■ **THE PROBLEM**: Only the lines from the top of the data through the line with "installed when the" should be repeated, each exactly as written.

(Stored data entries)
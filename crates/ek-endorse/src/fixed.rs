// SPDX-License-Identifier: Apache-2.0
// Copyright 2024-2026 Qbitel Inc.

//! Fixed fallback endorsement material
//!
//! A publicly known seed and certificate pair installed when the
//! certificate region fails its integrity check. No production verifier
//! trusts these certificates.

use ek_common::constants::ENDORSEMENT_SEED_SIZE;

/// Fixed endorsement seed
pub const FIXED_ENDORSEMENT_SEED: [u8; ENDORSEMENT_SEED_SIZE] = [
    0x1c, 0xb0, 0xde, 0x0e, 0x96, 0xe5, 0x58, 0xb0, 0xad, 0x1d, 0x3a, 0x08,
    0x22, 0x41, 0x7f, 0x45, 0x37, 0xe7, 0x17, 0x42, 0x5d, 0x87, 0xc4, 0x77,
    0xf2, 0x97, 0xf8, 0xdd, 0xb9, 0xa0, 0xe5, 0x3a,
];

/// Fixed RSA endorsement certificate (DER)
pub const FIXED_RSA_ENDORSEMENT_CERT: [u8; 1007] = [
    0x30, 0x82, 0x03, 0xeb, 0x30, 0x82, 0x02, 0xd3, 0xa0, 0x03, 0x02, 0x01,
    0x02, 0x02, 0x10, 0x57, 0xd7, 0x5a, 0xbc, 0x74, 0xa8, 0x2e, 0x11, 0x9c,
    0x73, 0x70, 0x2d, 0x3e, 0x15, 0xdf, 0x4e, 0x30, 0x0d, 0x06, 0x09, 0x2a,
    0x86, 0x48, 0x86, 0xf7, 0x0d, 0x01, 0x01, 0x0b, 0x05, 0x00, 0x30, 0x81,
    0x80, 0x31, 0x0b, 0x30, 0x09, 0x06, 0x03, 0x55, 0x04, 0x06, 0x13, 0x02,
    0x55, 0x53, 0x31, 0x13, 0x30, 0x11, 0x06, 0x03, 0x55, 0x04, 0x08, 0x0c,
    0x0a, 0x43, 0x61, 0x6c, 0x69, 0x66, 0x6f, 0x72, 0x6e, 0x69, 0x61, 0x31,
    0x14, 0x30, 0x12, 0x06, 0x03, 0x55, 0x04, 0x0a, 0x0c, 0x0b, 0x47, 0x6f,
    0x6f, 0x67, 0x6c, 0x65, 0x20, 0x49, 0x6e, 0x63, 0x2e, 0x31, 0x24, 0x30,
    0x22, 0x06, 0x03, 0x55, 0x04, 0x0b, 0x0c, 0x1b, 0x45, 0x6e, 0x67, 0x69,
    0x6e, 0x65, 0x65, 0x72, 0x69, 0x6e, 0x67, 0x20, 0x61, 0x6e, 0x64, 0x20,
    0x44, 0x65, 0x76, 0x65, 0x6c, 0x6f, 0x70, 0x6d, 0x65, 0x6e, 0x74, 0x31,
    0x20, 0x30, 0x1e, 0x06, 0x03, 0x55, 0x04, 0x03, 0x0c, 0x17, 0x43, 0x52,
    0x4f, 0x53, 0x20, 0x54, 0x50, 0x4d, 0x20, 0x44, 0x45, 0x56, 0x20, 0x45,
    0x4b, 0x20, 0x52, 0x4f, 0x4f, 0x54, 0x20, 0x43, 0x41, 0x30, 0x1e, 0x17,
    0x0d, 0x31, 0x36, 0x31, 0x30, 0x32, 0x30, 0x30, 0x30, 0x34, 0x39, 0x33,
    0x36, 0x5a, 0x17, 0x0d, 0x32, 0x36, 0x31, 0x30, 0x31, 0x38, 0x30, 0x30,
    0x34, 0x39, 0x33, 0x36, 0x5a, 0x30, 0x00, 0x30, 0x82, 0x01, 0x22, 0x30,
    0x0d, 0x06, 0x09, 0x2a, 0x86, 0x48, 0x86, 0xf7, 0x0d, 0x01, 0x01, 0x01,
    0x05, 0x00, 0x03, 0x82, 0x01, 0x0f, 0x00, 0x30, 0x82, 0x01, 0x0a, 0x02,
    0x82, 0x01, 0x01, 0x00, 0xae, 0x3f, 0x7e, 0x66, 0x78, 0x26, 0x7a, 0x38,
    0x93, 0xaf, 0x9c, 0xe4, 0x2c, 0x3c, 0x9e, 0x11, 0xb7, 0xae, 0x2f, 0x71,
    0x8d, 0x4f, 0x2e, 0x3f, 0xd2, 0x35, 0x18, 0xb0, 0x27, 0x04, 0x4e, 0x04,
    0x66, 0xb2, 0x16, 0xd4, 0xa8, 0xfc, 0x51, 0x60, 0x1b, 0x05, 0x1c, 0x02,
    0xb5, 0x77, 0x1b, 0xf6, 0x40, 0xc4, 0x0e, 0x01, 0xbf, 0x70, 0xc1, 0x68,
    0x53, 0x8b, 0x20, 0x4c, 0xa3, 0x39, 0x09, 0xd4, 0x4e, 0x28, 0x7c, 0x1d,
    0xda, 0x57, 0x5c, 0x41, 0xae, 0x9b, 0xf3, 0xd5, 0xd3, 0x46, 0x12, 0x3d,
    0x43, 0xcc, 0x39, 0x29, 0x79, 0x9d, 0xe5, 0x87, 0x84, 0x22, 0x85, 0x4b,
    0x49, 0x35, 0x16, 0x4f, 0x3b, 0xdd, 0xd8, 0xaf, 0xe3, 0x99, 0xfa, 0x37,
    0xaf, 0xbd, 0xa9, 0x38, 0xb4, 0x47, 0x58, 0x1e, 0x71, 0xb2, 0x46, 0xf2,
    0x14, 0x85, 0x43, 0x12, 0x55, 0x8b, 0xc3, 0x5b, 0x78, 0x86, 0xd0, 0x0b,
    0x08, 0x87, 0x1d, 0xf7, 0x4c, 0x69, 0x47, 0x91, 0xd1, 0x16, 0x5c, 0x0e,
    0xf7, 0x0d, 0xad, 0x4a, 0x2d, 0xd8, 0x74, 0xe2, 0x89, 0xe1, 0xaf, 0xd7,
    0x54, 0xb6, 0xe0, 0x36, 0x76, 0x7b, 0xd4, 0x6d, 0x50, 0x64, 0x13, 0x5b,
    0x86, 0xa8, 0xa7, 0xee, 0xed, 0xf9, 0x50, 0x4d, 0xac, 0x1d, 0x1f, 0x9c,
    0x1b, 0x58, 0x19, 0xa5, 0x20, 0x19, 0x75, 0xb7, 0xcf, 0xf6, 0x37, 0x59,
    0x2a, 0xc7, 0x5b, 0x14, 0x51, 0xe6, 0x64, 0x70, 0xcc, 0x0e, 0x90, 0x9f,
    0xe8, 0xf3, 0xc5, 0x95, 0x41, 0x74, 0x24, 0xb4, 0x6d, 0x37, 0x4a, 0x90,
    0x17, 0x0e, 0x11, 0xea, 0xde, 0x74, 0x0e, 0x05, 0x4d, 0x1f, 0x9c, 0x11,
    0xea, 0x06, 0xbd, 0x90, 0x9a, 0x9f, 0x44, 0x55, 0x0f, 0x93, 0x82, 0x96,
    0xfc, 0x29, 0xb7, 0x26, 0x5e, 0x01, 0x25, 0x55, 0x4b, 0x80, 0xda, 0xd6,
    0x2d, 0xe0, 0xd9, 0x65, 0xcf, 0xcb, 0x7a, 0x2b, 0x02, 0x03, 0x01, 0x00,
    0x01, 0xa3, 0x81, 0xdf, 0x30, 0x81, 0xdc, 0x30, 0x0e, 0x06, 0x03, 0x55,
    0x1d, 0x0f, 0x01, 0x01, 0xff, 0x04, 0x04, 0x03, 0x02, 0x00, 0x20, 0x30,
    0x51, 0x06, 0x03, 0x55, 0x1d, 0x11, 0x01, 0x01, 0xff, 0x04, 0x47, 0x30,
    0x45, 0xa4, 0x43, 0x30, 0x41, 0x31, 0x16, 0x30, 0x14, 0x06, 0x05, 0x67,
    0x81, 0x05, 0x02, 0x01, 0x0c, 0x0b, 0x69, 0x64, 0x3a, 0x34, 0x37, 0x34,
    0x46, 0x34, 0x46, 0x34, 0x37, 0x31, 0x0f, 0x30, 0x0d, 0x06, 0x05, 0x67,
    0x81, 0x05, 0x02, 0x02, 0x0c, 0x04, 0x48, 0x31, 0x42, 0x32, 0x31, 0x16,
    0x30, 0x14, 0x06, 0x05, 0x67, 0x81, 0x05, 0x02, 0x03, 0x0c, 0x0b, 0x69,
    0x64, 0x3a, 0x30, 0x30, 0x31, 0x33, 0x30, 0x30, 0x33, 0x37, 0x30, 0x0c,
    0x06, 0x03, 0x55, 0x1d, 0x13, 0x01, 0x01, 0xff, 0x04, 0x02, 0x30, 0x00,
    0x30, 0x13, 0x06, 0x03, 0x55, 0x1d, 0x20, 0x04, 0x0c, 0x30, 0x0a, 0x30,
    0x08, 0x06, 0x06, 0x67, 0x81, 0x0c, 0x01, 0x02, 0x02, 0x30, 0x1f, 0x06,
    0x03, 0x55, 0x1d, 0x23, 0x04, 0x18, 0x30, 0x16, 0x80, 0x14, 0xd5, 0xfd,
    0x4b, 0xf1, 0xbe, 0x05, 0xfb, 0x13, 0x28, 0xe2, 0x5f, 0x39, 0xd3, 0x9d,
    0x70, 0x4a, 0x48, 0x91, 0x6b, 0xb0, 0x30, 0x10, 0x06, 0x03, 0x55, 0x1d,
    0x25, 0x04, 0x09, 0x30, 0x07, 0x06, 0x05, 0x67, 0x81, 0x05, 0x08, 0x01,
    0x30, 0x21, 0x06, 0x03, 0x55, 0x1d, 0x09, 0x04, 0x1a, 0x30, 0x18, 0x30,
    0x16, 0x06, 0x05, 0x67, 0x81, 0x05, 0x02, 0x10, 0x31, 0x0d, 0x30, 0x0b,
    0x0c, 0x03, 0x32, 0x2e, 0x30, 0x02, 0x01, 0x00, 0x02, 0x01, 0x10, 0x30,
    0x0d, 0x06, 0x09, 0x2a, 0x86, 0x48, 0x86, 0xf7, 0x0d, 0x01, 0x01, 0x0b,
    0x05, 0x00, 0x03, 0x82, 0x01, 0x01, 0x00, 0x4c, 0x65, 0x3f, 0x58, 0x73,
    0xb6, 0x21, 0x72, 0xb3, 0x2c, 0xc3, 0x94, 0xf4, 0xb3, 0xe0, 0x74, 0xa3,
    0x2e, 0x47, 0xa7, 0x63, 0x12, 0xa3, 0x0f, 0xc5, 0x18, 0x45, 0x06, 0xab,
    0xa9, 0xba, 0x64, 0xf0, 0xeb, 0x18, 0x7c, 0xba, 0x57, 0x09, 0xd0, 0x11,
    0x60, 0x6f, 0xbd, 0x52, 0x73, 0xab, 0x39, 0x81, 0x29, 0xab, 0x78, 0x84,
    0xec, 0x00, 0xe3, 0x87, 0xec, 0xf1, 0x7d, 0x2e, 0x15, 0x3f, 0xad, 0x1b,
    0x3a, 0x3f, 0x03, 0x53, 0x91, 0xee, 0x72, 0x7a, 0x87, 0x74, 0xa8, 0x09,
    0x7d, 0x83, 0x37, 0x0d, 0x46, 0x22, 0x12, 0xf3, 0x79, 0x61, 0xaf, 0x80,
    0xf3, 0xf4, 0x76, 0x7d, 0xbd, 0xb3, 0x1f, 0x87, 0xb8, 0x66, 0xc9, 0x24,
    0x15, 0xe9, 0xc7, 0x5b, 0x19, 0xdf, 0x04, 0x0a, 0x47, 0xec, 0x88, 0x46,
    0x7f, 0x20, 0x6c, 0x4b, 0x23, 0xdb, 0x65, 0x67, 0x54, 0xde, 0x3a, 0xc3,
    0x64, 0xbb, 0x77, 0x4d, 0x6d, 0x4b, 0x1e, 0x43, 0x9a, 0x35, 0x20, 0x7e,
    0x28, 0xce, 0x4e, 0xe5, 0xb7, 0x0b, 0xae, 0xd0, 0x26, 0xc0, 0xac, 0x2f,
    0x79, 0x35, 0x71, 0xbd, 0x74, 0x68, 0x8d, 0x51, 0x6f, 0x84, 0x4d, 0xaa,
    0xca, 0x0d, 0xf0, 0xa8, 0x41, 0x5c, 0xa9, 0x6e, 0x3b, 0x70, 0x15, 0x73,
    0x8d, 0xf0, 0x70, 0xd3, 0xb3, 0x0e, 0xa7, 0x3a, 0x34, 0x12, 0xd2, 0x1e,
    0xa4, 0x18, 0x4c, 0x31, 0xee, 0x26, 0x44, 0x24, 0xe0, 0xa5, 0xca, 0x56,
    0x5d, 0x76, 0x9e, 0xf4, 0x9a, 0x6e, 0x2b, 0xd6, 0x4a, 0xe9, 0x47, 0xd9,
    0x29, 0x94, 0x2d, 0x23, 0xf7, 0xbb, 0x13, 0x0c, 0x48, 0x73, 0x93, 0xe3,
    0x49, 0xc7, 0xd8, 0xca, 0x5d, 0x63, 0xf5, 0x68, 0xb2, 0xe9, 0x1a, 0xe6,
    0x87, 0x39, 0xf8, 0x12, 0xa7, 0x5c, 0xb2, 0x6e, 0x04, 0xd0, 0x73, 0x3a,
    0x05, 0x77, 0xc0, 0x9f, 0x23, 0xa7, 0x1a, 0x71, 0x38, 0x55, 0x70,
];

/// Fixed P-256 endorsement certificate (DER)
pub const FIXED_ECC_ENDORSEMENT_CERT: [u8; 804] = [
    0x30, 0x82, 0x03, 0x20, 0x30, 0x82, 0x02, 0x08, 0xa0, 0x03, 0x02, 0x01,
    0x02, 0x02, 0x10, 0x67, 0x02, 0x3f, 0x35, 0xc3, 0x17, 0xad, 0xcf, 0x0a,
    0x76, 0xed, 0x50, 0x17, 0xd8, 0x4e, 0x50, 0x30, 0x0d, 0x06, 0x09, 0x2a,
    0x86, 0x48, 0x86, 0xf7, 0x0d, 0x01, 0x01, 0x0b, 0x05, 0x00, 0x30, 0x81,
    0x80, 0x31, 0x0b, 0x30, 0x09, 0x06, 0x03, 0x55, 0x04, 0x06, 0x13, 0x02,
    0x55, 0x53, 0x31, 0x13, 0x30, 0x11, 0x06, 0x03, 0x55, 0x04, 0x08, 0x0c,
    0x0a, 0x43, 0x61, 0x6c, 0x69, 0x66, 0x6f, 0x72, 0x6e, 0x69, 0x61, 0x31,
    0x14, 0x30, 0x12, 0x06, 0x03, 0x55, 0x04, 0x0a, 0x0c, 0x0b, 0x47, 0x6f,
    0x6f, 0x67, 0x6c, 0x65, 0x20, 0x49, 0x6e, 0x63, 0x2e, 0x31, 0x24, 0x30,
    0x22, 0x06, 0x03, 0x55, 0x04, 0x0b, 0x0c, 0x1b, 0x45, 0x6e, 0x67, 0x69,
    0x6e, 0x65, 0x65, 0x72, 0x69, 0x6e, 0x67, 0x20, 0x61, 0x6e, 0x64, 0x20,
    0x44, 0x65, 0x76, 0x65, 0x6c, 0x6f, 0x70, 0x6d, 0x65, 0x6e, 0x74, 0x31,
    0x20, 0x30, 0x1e, 0x06, 0x03, 0x55, 0x04, 0x03, 0x0c, 0x17, 0x43, 0x52,
    0x4f, 0x53, 0x20, 0x54, 0x50, 0x4d, 0x20, 0x44, 0x45, 0x56, 0x20, 0x45,
    0x4b, 0x20, 0x52, 0x4f, 0x4f, 0x54, 0x20, 0x43, 0x41, 0x30, 0x1e, 0x17,
    0x0d, 0x31, 0x36, 0x31, 0x30, 0x32, 0x30, 0x30, 0x30, 0x34, 0x39, 0x33,
    0x36, 0x5a, 0x17, 0x0d, 0x32, 0x36, 0x31, 0x30, 0x31, 0x38, 0x30, 0x30,
    0x34, 0x39, 0x33, 0x36, 0x5a, 0x30, 0x00, 0x30, 0x59, 0x30, 0x13, 0x06,
    0x07, 0x2a, 0x86, 0x48, 0xce, 0x3d, 0x02, 0x01, 0x06, 0x08, 0x2a, 0x86,
    0x48, 0xce, 0x3d, 0x03, 0x01, 0x07, 0x03, 0x42, 0x00, 0x04, 0x6e, 0xcc,
    0xf0, 0x96, 0x69, 0x9b, 0x3f, 0xea, 0x95, 0xb7, 0xd5, 0x00, 0x27, 0x20,
    0x81, 0x8e, 0x57, 0x00, 0x6f, 0x67, 0x98, 0xce, 0x8e, 0xdf, 0xc7, 0xda,
    0xae, 0xa8, 0xa3, 0xed, 0x3e, 0x7a, 0xb3, 0x27, 0xbf, 0x92, 0xee, 0xb2,
    0xa2, 0x76, 0x81, 0xc1, 0x71, 0x4d, 0x8c, 0xa8, 0x9d, 0xfd, 0x8e, 0xd0,
    0x29, 0xb5, 0x01, 0x20, 0xec, 0x78, 0xc0, 0x17, 0x8f, 0xf6, 0xf8, 0x67,
    0x5f, 0xe8, 0xa3, 0x81, 0xdf, 0x30, 0x81, 0xdc, 0x30, 0x0e, 0x06, 0x03,
    0x55, 0x1d, 0x0f, 0x01, 0x01, 0xff, 0x04, 0x04, 0x03, 0x02, 0x00, 0x20,
    0x30, 0x51, 0x06, 0x03, 0x55, 0x1d, 0x11, 0x01, 0x01, 0xff, 0x04, 0x47,
    0x30, 0x45, 0xa4, 0x43, 0x30, 0x41, 0x31, 0x16, 0x30, 0x14, 0x06, 0x05,
    0x67, 0x81, 0x05, 0x02, 0x01, 0x0c, 0x0b, 0x69, 0x64, 0x3a, 0x34, 0x37,
    0x34, 0x46, 0x34, 0x46, 0x34, 0x37, 0x31, 0x0f, 0x30, 0x0d, 0x06, 0x05,
    0x67, 0x81, 0x05, 0x02, 0x02, 0x0c, 0x04, 0x48, 0x31, 0x42, 0x32, 0x31,
    0x16, 0x30, 0x14, 0x06, 0x05, 0x67, 0x81, 0x05, 0x02, 0x03, 0x0c, 0x0b,
    0x69, 0x64, 0x3a, 0x30, 0x30, 0x31, 0x33, 0x30, 0x30, 0x33, 0x37, 0x30,
    0x0c, 0x06, 0x03, 0x55, 0x1d, 0x13, 0x01, 0x01, 0xff, 0x04, 0x02, 0x30,
    0x00, 0x30, 0x13, 0x06, 0x03, 0x55, 0x1d, 0x20, 0x04, 0x0c, 0x30, 0x0a,
    0x30, 0x08, 0x06, 0x06, 0x67, 0x81, 0x0c, 0x01, 0x02, 0x02, 0x30, 0x1f,
    0x06, 0x03, 0x55, 0x1d, 0x23, 0x04, 0x18, 0x30, 0x16, 0x80, 0x14, 0xd5,
    0xfd, 0x4b, 0xf1, 0xbe, 0x05, 0xfb, 0x13, 0x28, 0xe2, 0x5f, 0x39, 0xd3,
    0x9d, 0x70, 0x4a, 0x48, 0x91, 0x6b, 0xb0, 0x30, 0x10, 0x06, 0x03, 0x55,
    0x1d, 0x25, 0x04, 0x09, 0x30, 0x07, 0x06, 0x05, 0x67, 0x81, 0x05, 0x08,
    0x01, 0x30, 0x21, 0x06, 0x03, 0x55, 0x1d, 0x09, 0x04, 0x1a, 0x30, 0x18,
    0x30, 0x16, 0x06, 0x05, 0x67, 0x81, 0x05, 0x02, 0x10, 0x31, 0x0d, 0x30,
    0x0b, 0x0c, 0x03, 0x32, 0x2e, 0x30, 0x02, 0x01, 0x00, 0x02, 0x01, 0x10,
    0x30, 0x0d, 0x06, 0x09, 0x2a, 0x86, 0x48, 0x86, 0xf7, 0x0d, 0x01, 0x01,
    0x0b, 0x05, 0x00, 0x03, 0x82, 0x01, 0x01, 0x00, 0x21, 0xab, 0x9e, 0x92,
    0x4d, 0xb0, 0x50, 0x04, 0xeb, 0x2b, 0xb6, 0xcc, 0x87, 0x8c, 0xa8, 0x27,
    0xe3, 0x5a, 0xbf, 0x03, 0x5d, 0xb1, 0x4d, 0x24, 0xda, 0xdf, 0x44, 0xdb,
    0x4a, 0x37, 0x5c, 0x3e, 0x70, 0xf3, 0x35, 0x5d, 0x26, 0x2e, 0xaa, 0x85,
    0xc6, 0xbe, 0x1c, 0x9d, 0x1e, 0x5f, 0xf6, 0x6c, 0xb8, 0x94, 0x41, 0x25,
    0x20, 0x55, 0x28, 0x53, 0x55, 0x67, 0x9a, 0xb5, 0xfb, 0x6b, 0x57, 0x09,
    0xf0, 0x5b, 0xe2, 0x66, 0xc5, 0xe8, 0xd1, 0x9e, 0xb8, 0xb7, 0xed, 0xd8,
    0x41, 0xb5, 0xbd, 0x44, 0xd9, 0x53, 0xab, 0x2d, 0x17, 0x4c, 0x73, 0x05,
    0x19, 0x2c, 0x9d, 0x18, 0x98, 0xd8, 0x55, 0xbe, 0xbd, 0xb6, 0xa5, 0xf6,
    0x5f, 0x3d, 0x70, 0x98, 0xd6, 0xd0, 0xcf, 0x1c, 0x0d, 0xc6, 0x78, 0x6d,
    0x2e, 0x9c, 0x44, 0xf6, 0x9e, 0x0a, 0x80, 0x12, 0xcd, 0x9b, 0x4b, 0x1f,
    0xbc, 0xfe, 0xe7, 0x3f, 0x45, 0x81, 0x78, 0x43, 0x40, 0xf2, 0xb0, 0x6b,
    0x2c, 0x23, 0xc8, 0xc8, 0x57, 0xc6, 0x33, 0x08, 0x3e, 0x17, 0x43, 0x16,
    0xf0, 0x3f, 0xbf, 0x24, 0x54, 0xba, 0xe6, 0x85, 0x4c, 0xc8, 0x2e, 0x7f,
    0x88, 0x41, 0x6c, 0x4e, 0x03, 0xa6, 0x35, 0x00, 0x4d, 0xdb, 0x65, 0x68,
    0x78, 0x01, 0x40, 0xc6, 0xa0, 0x95, 0xd9, 0xe9, 0x27, 0xe1, 0x90, 0x20,
    0xc8, 0xe6, 0xa7, 0x7c, 0x4d, 0x9c, 0x1c, 0x44, 0x47, 0xfe, 0x9e, 0xc9,
    0x25, 0x7a, 0x07, 0xa9, 0x86, 0x60, 0x58, 0x18, 0x1c, 0x16, 0x18, 0x7e,
    0x04, 0xd6, 0x5a, 0xb6, 0xcb, 0xb6, 0xa6, 0x0f, 0xd9, 0x42, 0xf3, 0x19,
    0x8c, 0xbe, 0x26, 0x98, 0xdd, 0x07, 0x05, 0x76, 0xc0, 0xf9, 0xa4, 0xeb,
    0x53, 0xff, 0x13, 0x27, 0x61, 0x87, 0x66, 0x99, 0x76, 0x9c, 0x5f, 0x03,
    0x52, 0x95, 0x13, 0x6e, 0xb7, 0x33, 0x1f, 0x8d, 0xc6, 0x22, 0xd8, 0xe4,
];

■ **ANSWER AREA**:
filename crates/ek-endorse/src/fixed.rs
// SPDX-License-Identifier: Apache-2.0
// Copyright 2024-2026 Qbitel Inc.

//! Fixed fallback endorsement material
//!
//! A publicly known seed and certificate pair installed when the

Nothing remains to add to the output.